● Task description: Go through the material under this sentence. Return every line holding "push".

● Provided material:
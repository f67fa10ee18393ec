// SPDX-License-Identifier: MIT OR Apache-2.0

#![forbid(unsafe_code)]

use crate::QcError;
use std::ops::Not;

/// Half-open index range `[start, end)` of consecutive flagged samples.
#[cfg_attr(feature = "serde", derive(serde::Serialize, serde::Deserialize))]
#[derive(Clone, Copy, Debug, PartialEq, Eq, Hash)]
pub struct Run {
    pub start: usize,
    pub end: usize,
}

impl Run {
    pub fn len(&self) -> usize {
        self.end - self.start
    }

    pub fn is_empty(&self) -> bool {
        self.end <= self.start
    }

    pub fn contains(&self, idx: usize) -> bool {
        (self.start..self.end).contains(&idx)
    }
}

/// Boolean flags aligned one-to-one with the samples of a series.
///
/// `true` marks a flagged sample.
#[cfg_attr(feature = "serde", derive(serde::Serialize, serde::Deserialize))]
#[derive(Clone, Debug, Default, PartialEq, Eq)]
pub struct Mask {
    flags: Vec<bool>,
}

impl Mask {
    pub fn new(flags: Vec<bool>) -> Self {
        Self { flags }
    }

    pub fn all_false(len: usize) -> Self {
        Self {
            flags: vec![false; len],
        }
    }

    pub fn all_true(len: usize) -> Self {
        Self {
            flags: vec![true; len],
        }
    }

    /// Builds a mask of `len` samples with every index of `runs` flagged.
    pub fn from_runs(len: usize, runs: &[Run]) -> Result<Self, QcError> {
        let mut flags = vec![false; len];
        for run in runs {
            if run.start > run.end || run.end > len {
                return Err(QcError::input(format!(
                    "run [{}, {}) is out of bounds for mask length {len}",
                    run.start, run.end
                )));
            }
            flags[run.start..run.end].fill(true);
        }
        Ok(Self { flags })
    }

    pub fn len(&self) -> usize {
        self.flags.len()
    }

    pub fn is_empty(&self) -> bool {
        self.flags.is_empty()
    }

    pub fn get(&self, idx: usize) -> Option<bool> {
        self.flags.get(idx).copied()
    }

    pub fn as_slice(&self) -> &[bool] {
        &self.flags
    }

    pub fn into_vec(self) -> Vec<bool> {
        self.flags
    }

    pub fn iter(&self) -> impl Iterator<Item = bool> + '_ {
        self.flags.iter().copied()
    }

    pub fn count(&self) -> usize {
        self.flags.iter().filter(|&&flag| flag).count()
    }

    pub fn any(&self) -> bool {
        self.flags.iter().any(|&flag| flag)
    }

    pub fn all(&self) -> bool {
        self.flags.iter().all(|&flag| flag)
    }

    /// Indices of flagged samples in ascending order.
    pub fn flagged_indices(&self) -> Vec<usize> {
        self.flags
            .iter()
            .enumerate()
            .filter_map(|(idx, &flag)| flag.then_some(idx))
            .collect()
    }

    /// Maximal runs of flagged samples, ordered by start.
    pub fn runs(&self) -> Vec<Run> {
        let mut runs = Vec::new();
        let mut open: Option<usize> = None;
        for (idx, &flag) in self.flags.iter().enumerate() {
            match (flag, open) {
                (true, None) => open = Some(idx),
                (false, Some(start)) => {
                    runs.push(Run { start, end: idx });
                    open = None;
                }
                _ => {}
            }
        }
        if let Some(start) = open {
            runs.push(Run {
                start,
                end: self.flags.len(),
            });
        }
        runs
    }

    /// Fails unless the mask has exactly `len` entries.
    pub fn check_aligned(&self, len: usize, label: &str) -> Result<(), QcError> {
        if self.flags.len() != len {
            return Err(QcError::input(format!(
                "{label} must align with the series; got mask length {}, series length {len}",
                self.flags.len()
            )));
        }
        Ok(())
    }

    pub fn or(&self, other: &Mask) -> Result<Mask, QcError> {
        other.check_aligned(self.len(), "mask")?;
        Ok(Mask::new(
            self.iter().zip(other.iter()).map(|(a, b)| a || b).collect(),
        ))
    }

    pub fn and(&self, other: &Mask) -> Result<Mask, QcError> {
        other.check_aligned(self.len(), "mask")?;
        Ok(Mask::new(
            self.iter().zip(other.iter()).map(|(a, b)| a && b).collect(),
        ))
    }
}

impl Not for Mask {
    type Output = Mask;

    fn not(self) -> Mask {
        Mask::new(self.flags.into_iter().map(|flag| !flag).collect())
    }
}

impl Not for &Mask {
    type Output = Mask;

    fn not(self) -> Mask {
        Mask::new(self.iter().map(|flag| !flag).collect())
    }
}

impl From<Vec<bool>> for Mask {
    fn from(flags: Vec<bool>) -> Self {
        Self::new(flags)
    }
}

impl FromIterator<bool> for Mask {
    fn from_iter<I: IntoIterator<Item = bool>>(iter: I) -> Self {
        Self::new(iter.into_iter().collect())
    }
}
// SPDX-License-Identifier: MIT OR Apache-2.0

#![forbid(unsafe_code)]

use crate::constraints::Constraints;
use crate::observability::{ProgressSink, TelemetrySink};
use crate::repro::ReproMode;

/// Per-call execution settings threaded through detectors.
pub struct ExecutionContext<'a> {
    pub constraints: &'a Constraints,
    pub repro_mode: ReproMode,
    pub progress: Option<&'a dyn ProgressSink>,
    pub telemetry: Option<&'a dyn TelemetrySink>,
}

impl<'a> ExecutionContext<'a> {
    pub fn new(constraints: &'a Constraints) -> Self {
        Self {
            constraints,
            repro_mode: ReproMode::Balanced,
            progress: None,
            telemetry: None,
        }
    }

    pub fn with_repro_mode(mut self, repro_mode: ReproMode) -> Self {
        self.repro_mode = repro_mode;
        self
    }

    pub fn with_progress_sink(mut self, progress: &'a dyn ProgressSink) -> Self {
        self.progress = Some(progress);
        self
    }

    pub fn with_telemetry_sink(mut self, telemetry: &'a dyn TelemetrySink) -> Self {
        self.telemetry = Some(telemetry);
        self
    }

    /// Emits clamped progress to the sink, if configured.
    pub fn report_progress(&self, fraction: f32) {
        if !fraction.is_finite() {
            return;
        }
        if let Some(sink) = self.progress {
            sink.on_progress(fraction.clamp(0.0, 1.0));
        }
    }

    pub fn record_scalar(&self, key: &'static str, value: f64) {
        if let Some(sink) = self.telemetry {
            sink.record_scalar(key, value);
        }
    }
}
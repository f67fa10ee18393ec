// SPDX-License-Identifier: MIT OR Apache-2.0

#![forbid(unsafe_code)]

use chrono::{Days, NaiveDate};
use pvqc_eval::f1_with_tolerance;
use pvqc_eval::synthetic::{DailyStepSpec, TimeShiftSpec, daily_step_series, time_shift_pair};
use pvqc_shifts::{DataShiftConfig, TimeShiftConfig, detect_data_shifts, estimate_time_shifts};

fn start() -> NaiveDate {
    NaiveDate::from_ymd_opt(2020, 4, 1).expect("valid date")
}

fn day(offset: u64) -> NaiveDate {
    start()
        .checked_add_days(Days::new(offset))
        .expect("valid date")
}

#[test]
fn filtered_data_shift_recovers_a_level_drop() {
    let spec = DailyStepSpec {
        start: start(),
        n_days: 500,
        levels: vec![(0, 100.0), (300, 60.0)],
        noise_std: 2.0,
        seed: 3,
    };
    let daily = daily_step_series(&spec).expect("synthetic series");

    let result = detect_data_shifts(&daily, &DataShiftConfig::default()).expect("data shifts");
    assert!(!result.seasonality_removed);
    assert!(
        result
            .segmentation
            .diagnostics
            .warnings
            .iter()
            .any(|w| w.contains("seasonality"))
    );

    let metrics = f1_with_tolerance(result.change_dates(), &spec.change_dates(), 2).expect("f1");
    assert_eq!(metrics.recall, 1.0);
}

#[test]
fn dst_like_offset_is_recovered() {
    let spec = TimeShiftSpec {
        start: start(),
        n_days: 150,
        base_minutes: 735.0,
        shifts: vec![(30, 90, 60.0)],
        jitter_std: 1.0,
        seed: 19,
    };
    let (event, reference) = time_shift_pair(&spec).expect("timings");

    let result =
        estimate_time_shifts(&event, &reference, &TimeShiftConfig::default()).expect("shifts");
    assert_eq!(result.shifted_days(), 60);
    assert_eq!(result.shifts.get(day(45)), Some(60.0));
    assert_eq!(result.shifts.get(day(10)), Some(0.0));
    assert_eq!(result.segmentation.change_dates, vec![day(30), day(90)]);
}
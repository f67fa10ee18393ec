// SPDX-License-Identifier: MIT OR Apache-2.0

#![forbid(unsafe_code)]

use crate::hampel::{HampelConfig, hampel};
use crate::tukey::{DEFAULT_TUKEY_K, tukey};
use crate::zscore::zscore;
use pvqc_core::{Mask, QcError, require_non_negative};

/// Outlier rule applied to the values of one segment.
#[cfg_attr(feature = "serde", derive(serde::Serialize, serde::Deserialize))]
#[derive(Clone, Debug, PartialEq)]
pub enum OutlierMethod {
    Tukey { k: f64 },
    ZScore { zmax: f64 },
    Hampel(HampelConfig),
    None,
}

impl Default for OutlierMethod {
    fn default() -> Self {
        Self::Tukey { k: DEFAULT_TUKEY_K }
    }
}

impl OutlierMethod {
    pub fn name(&self) -> &'static str {
        match self {
            Self::Tukey { .. } => "tukey",
            Self::ZScore { .. } => "zscore",
            Self::Hampel(_) => "hampel",
            Self::None => "none",
        }
    }

    pub fn validate(&self) -> Result<(), QcError> {
        match self {
            Self::Tukey { k } => require_non_negative(*k, "tukey.k"),
            Self::ZScore { zmax } => require_non_negative(*zmax, "zscore.zmax"),
            Self::Hampel(config) => config.validate(),
            Self::None => Ok(()),
        }
    }

    /// Fewest samples [`Self::detect`] accepts.
    pub fn min_len(&self) -> usize {
        match self {
            Self::Hampel(config) => config.window,
            Self::Tukey { .. } | Self::ZScore { .. } | Self::None => 0,
        }
    }

    pub fn detect(&self, values: &[f64]) -> Result<Mask, QcError> {
        match self {
            Self::Tukey { k } => tukey(values, *k),
            Self::ZScore { zmax } => zscore(values, *zmax),
            Self::Hampel(config) => hampel(values, config),
            Self::None => Ok(Mask::all_false(values.len())),
        }
    }
}

/// Finite values not flagged by `outliers`, in input order.
pub fn retained_values(values: &[f64], outliers: &Mask) -> Result<Vec<f64>, QcError> {
    outliers.check_aligned(values.len(), "outlier mask")?;
    Ok(values
        .iter()
        .zip(outliers.iter())
        .filter(|(value, flagged)| value.is_finite() && !flagged)
        .map(|(&value, _)| value)
        .collect())
}

#[cfg(test)]
mod tests {
    use super::{OutlierMethod, retained_values};
    use crate::hampel::HampelConfig;
    use pvqc_core::{Mask, QcError};

    #[test]
    fn default_is_tukey_with_standard_k() {
        assert_eq!(OutlierMethod::default(), OutlierMethod::Tukey { k: 1.5 });
        assert_eq!(OutlierMethod::default().name(), "tukey");
    }

    #[test]
    fn dispatch_matches_direct_calls() {
        let values = [1.0, 1.2, 0.9, 1.1, 1.0, 25.0, 1.05];
        for method in [
            OutlierMethod::Tukey { k: 1.5 },
            OutlierMethod::ZScore { zmax: 2.0 },
            OutlierMethod::Hampel(HampelConfig::default()),
        ] {
            let mask = method.detect(&values).expect("valid method");
            assert_eq!(mask.get(5), Some(true), "{} should flag the spike", method.name());
        }
        let none = OutlierMethod::None.detect(&values).expect("none is valid");
        assert!(!none.any());
    }

    #[test]
    fn only_hampel_needs_a_full_window() {
        let hampel = OutlierMethod::Hampel(HampelConfig {
            window: 7,
            ..HampelConfig::default()
        });
        assert_eq!(hampel.min_len(), 7);
        assert!(hampel.detect(&[1.0; 6]).is_err());
        assert_eq!(OutlierMethod::default().min_len(), 0);
        assert_eq!(OutlierMethod::None.min_len(), 0);
    }

    #[test]
    fn validate_reports_parameter_names() {
        let err = OutlierMethod::ZScore { zmax: -1.0 }
            .validate()
            .expect_err("negative zmax");
        assert!(matches!(err, QcError::Configuration(_)));
        assert!(err.to_string().contains("zscore.zmax"));
    }

    #[test]
    fn retained_values_skip_nan_and_outliers() {
        let values = [1.0, f64::NAN, 3.0, 99.0];
        let mask = Mask::new(vec![false, false, false, true]);
        assert_eq!(retained_values(&values, &mask).expect("aligned"), vec![1.0, 3.0]);
        assert!(retained_values(&values, &Mask::all_false(2)).is_err());
    }

    #[cfg(feature = "serde")]
    #[test]
    fn method_serde_roundtrip() {
        for method in [
            OutlierMethod::Tukey { k: 3.0 },
            OutlierMethod::ZScore { zmax: 1.5 },
            OutlierMethod::Hampel(HampelConfig::default()),
            OutlierMethod::None,
        ] {
            let encoded = serde_json::to_string(&method).expect("should serialize");
            let decoded: OutlierMethod = serde_json::from_str(&encoded).expect("should deserialize");
            assert_eq!(decoded, method);
        }
    }
}
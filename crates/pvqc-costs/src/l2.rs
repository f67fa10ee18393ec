// SPDX-License-Identifier: MIT OR Apache-2.0

#![forbid(unsafe_code)]

use crate::model::CostModel;
use pvqc_core::{
    QcError, ReproMode, prefix_sum_squares, prefix_sum_squares_kahan, prefix_sums,
    prefix_sums_kahan,
};

/// Least-squares segment cost around the segment mean.
#[derive(Clone, Copy, Debug, PartialEq, Eq)]
pub struct CostL2Mean {
    pub repro_mode: ReproMode,
}

impl CostL2Mean {
    pub const fn new(repro_mode: ReproMode) -> Self {
        Self { repro_mode }
    }
}

impl Default for CostL2Mean {
    fn default() -> Self {
        Self::new(ReproMode::Balanced)
    }
}

/// Prefix sums for O(1) segment queries.
#[derive(Clone, Debug, PartialEq)]
pub struct L2Cache {
    prefix_sum: Vec<f64>,
    prefix_sum_sq: Vec<f64>,
    n: usize,
}

impl L2Cache {
    pub fn len(&self) -> usize {
        self.n
    }

    pub fn is_empty(&self) -> bool {
        self.n == 0
    }
}

impl CostModel for CostL2Mean {
    type Cache = L2Cache;

    fn name(&self) -> &'static str {
        "l2_mean"
    }

    fn precompute(&self, values: &[f64]) -> Result<L2Cache, QcError> {
        self.validate(values)?;
        let (prefix_sum, prefix_sum_sq) = match self.repro_mode {
            ReproMode::Strict => (prefix_sums_kahan(values), prefix_sum_squares_kahan(values)),
            ReproMode::Balanced => (prefix_sums(values), prefix_sum_squares(values)),
        };
        if let Some(total) = prefix_sum_sq.last()
            && !total.is_finite()
        {
            return Err(QcError::numerical_issue(format!(
                "l2_mean sum of squares overflowed: {total}"
            )));
        }
        Ok(L2Cache {
            prefix_sum,
            prefix_sum_sq,
            n: values.len(),
        })
    }

    fn segment_cost(&self, cache: &L2Cache, start: usize, end: usize) -> f64 {
        assert!(
            start < end,
            "segment_cost requires start < end; got start={start}, end={end}"
        );
        assert!(
            end <= cache.n,
            "segment_cost end out of bounds: end={end}, n={}",
            cache.n
        );

        let m = (end - start) as f64;
        let sum = cache.prefix_sum[end] - cache.prefix_sum[start];
        let sum_sq = cache.prefix_sum_sq[end] - cache.prefix_sum_sq[start];
        (sum_sq - sum * sum / m).max(0.0)
    }
}
// SPDX-License-Identifier: MIT OR Apache-2.0

#![forbid(unsafe_code)]

use pvqc_core::{Mask, QcError, Run};

/// Which samples of a detected run are flagged.
#[cfg_attr(feature = "serde", derive(serde::Serialize, serde::Deserialize))]
#[derive(Clone, Copy, Debug, Default, PartialEq, Eq)]
pub enum MarkPolicy {
    /// Every sample of the run, including the first.
    #[default]
    All,
    /// All samples except the first.
    Tail,
    /// Only the last sample.
    End,
}

/// Flagged samples plus the full extent of every detected run.
#[derive(Clone, Debug, PartialEq)]
pub struct RunDetection {
    pub mask: Mask,
    /// Detected runs as sample ranges, independent of the mark policy.
    ///
    /// Consecutive interpolation runs may share their boundary sample.
    pub runs: Vec<Run>,
}

impl RunDetection {
    pub fn flagged_count(&self) -> usize {
        self.mask.count()
    }
}

/// Rejects input too short to hold a single run of `min_run_length` samples.
pub(crate) fn require_run_input(
    values: &[f64],
    min_run_length: usize,
    label: &str,
) -> Result<(), QcError> {
    if values.is_empty() {
        return Err(QcError::input(format!("{label} requires non-empty values")));
    }
    if values.len() < min_run_length {
        return Err(QcError::insufficient_data(format!(
            "{label} requires at least min_run_length={min_run_length} samples; got {}",
            values.len()
        )));
    }
    Ok(())
}

/// Turns per-sample links into runs and a mask.
///
/// `links[i]` states that sample `i` extends a pattern over the `span`
/// samples before it. A maximal block of links `a..=b` therefore covers
/// samples `[a - span, b + 1)`.
pub(crate) fn mark_linked_runs(
    links: &[bool],
    span: usize,
    min_run_length: usize,
    mark: MarkPolicy,
) -> RunDetection {
    let n = links.len();
    let mut flags = vec![false; n];
    let mut runs = Vec::new();

    let mut idx = 0usize;
    while idx < n {
        if !links[idx] {
            idx += 1;
            continue;
        }
        let first_link = idx;
        while idx < n && links[idx] {
            idx += 1;
        }
        let run = Run {
            start: first_link.saturating_sub(span),
            end: idx,
        };
        if run.len() >= min_run_length {
            let flagged = match mark {
                MarkPolicy::All => run.start..run.end,
                MarkPolicy::Tail => run.start + 1..run.end,
                MarkPolicy::End => run.end - 1..run.end,
            };
            flags[flagged].fill(true);
            runs.push(run);
        }
    }

    RunDetection {
        mask: Mask::new(flags),
        runs,
    }
}

#[cfg(test)]
mod tests {
    use super::{MarkPolicy, mark_linked_runs};
    use pvqc_core::Run;

    #[test]
    fn single_span_runs_include_their_anchor_sample() {
        // samples 1..4 repeat sample 1
        let links = [false, false, true, true, false, false];
        let detection = mark_linked_runs(&links, 1, 3, MarkPolicy::All);
        assert_eq!(detection.runs, vec![Run { start: 1, end: 4 }]);
        assert_eq!(
            detection.mask.as_slice(),
            &[false, true, true, true, false, false]
        );
    }

    #[test]
    fn short_runs_are_ignored() {
        let links = [false, true, false, true, true];
        let detection = mark_linked_runs(&links, 1, 3, MarkPolicy::All);
        assert_eq!(detection.runs, vec![Run { start: 2, end: 5 }]);
        assert_eq!(detection.flagged_count(), 3);
    }

    #[test]
    fn mark_policies_select_part_of_the_run() {
        let links = [false, true, true, true];
        let tail = mark_linked_runs(&links, 1, 2, MarkPolicy::Tail);
        assert_eq!(tail.mask.as_slice(), &[false, true, true, true]);
        let end = mark_linked_runs(&links, 1, 2, MarkPolicy::End);
        assert_eq!(end.mask.as_slice(), &[false, false, false, true]);
        assert_eq!(end.runs, tail.runs);
    }

    #[test]
    fn double_span_runs_cover_two_anchor_samples() {
        let links = [false, false, true, true, false];
        let detection = mark_linked_runs(&links, 2, 3, MarkPolicy::All);
        assert_eq!(detection.runs, vec![Run { start: 0, end: 4 }]);
    }
}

● Answer to this task:
                    runs.push(Run { start, end: idx });
            runs.push(Run {
            runs.push(run);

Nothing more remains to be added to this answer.